==== DATA EXTRACTS
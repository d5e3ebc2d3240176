//! Document store
//!
//! Schemaless collections of [`Datum`] objects with multikey secondary
//! indexes. Both mirrored layouts (referencing and embedding) live here as
//! separate collections of the same engine.
//!
//! # Example
//!
//! ```rust
//! use bookmirror::document::{Datum, DocumentStore, Filter};
//! use serde_json::json;
//!
//! # tokio_test_block(async {
//! let store = DocumentStore::in_memory();
//! store
//!     .insert_one("books", Datum::from(json!({"api_key": "k", "genre": "MY"})))
//!     .await
//!     .unwrap();
//! let hit = store.find_one("books", &Filter::eq("genre", "MY")).await.unwrap();
//! assert!(hit.is_some());
//! # });
//! # fn tokio_test_block<F: std::future::Future>(f: F) {
//! #     tokio::runtime::Builder::new_current_thread().build().unwrap().block_on(f);
//! # }
//! ```

pub mod datum;
pub mod engine;
pub mod index;
pub mod memory;
pub mod query;

pub use datum::Datum;
pub use engine::{DocumentEngine, DocumentStore, IndexCreation};
pub use index::{IndexDescriptor, IndexField, IndexStats, SortOrder};
pub use memory::MemoryDocumentEngine;
pub use query::{Filter, FindOptions, QueryPlan, Sort, WriteOutcome};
========
- [EXERCISE DIRECTIONS] Where a line in the entries holds "collections", copy that line.

- [RESPONSE]
//! Schemaless collections of [`Datum`] objects with multikey secondary
//! separate collections of the same engine.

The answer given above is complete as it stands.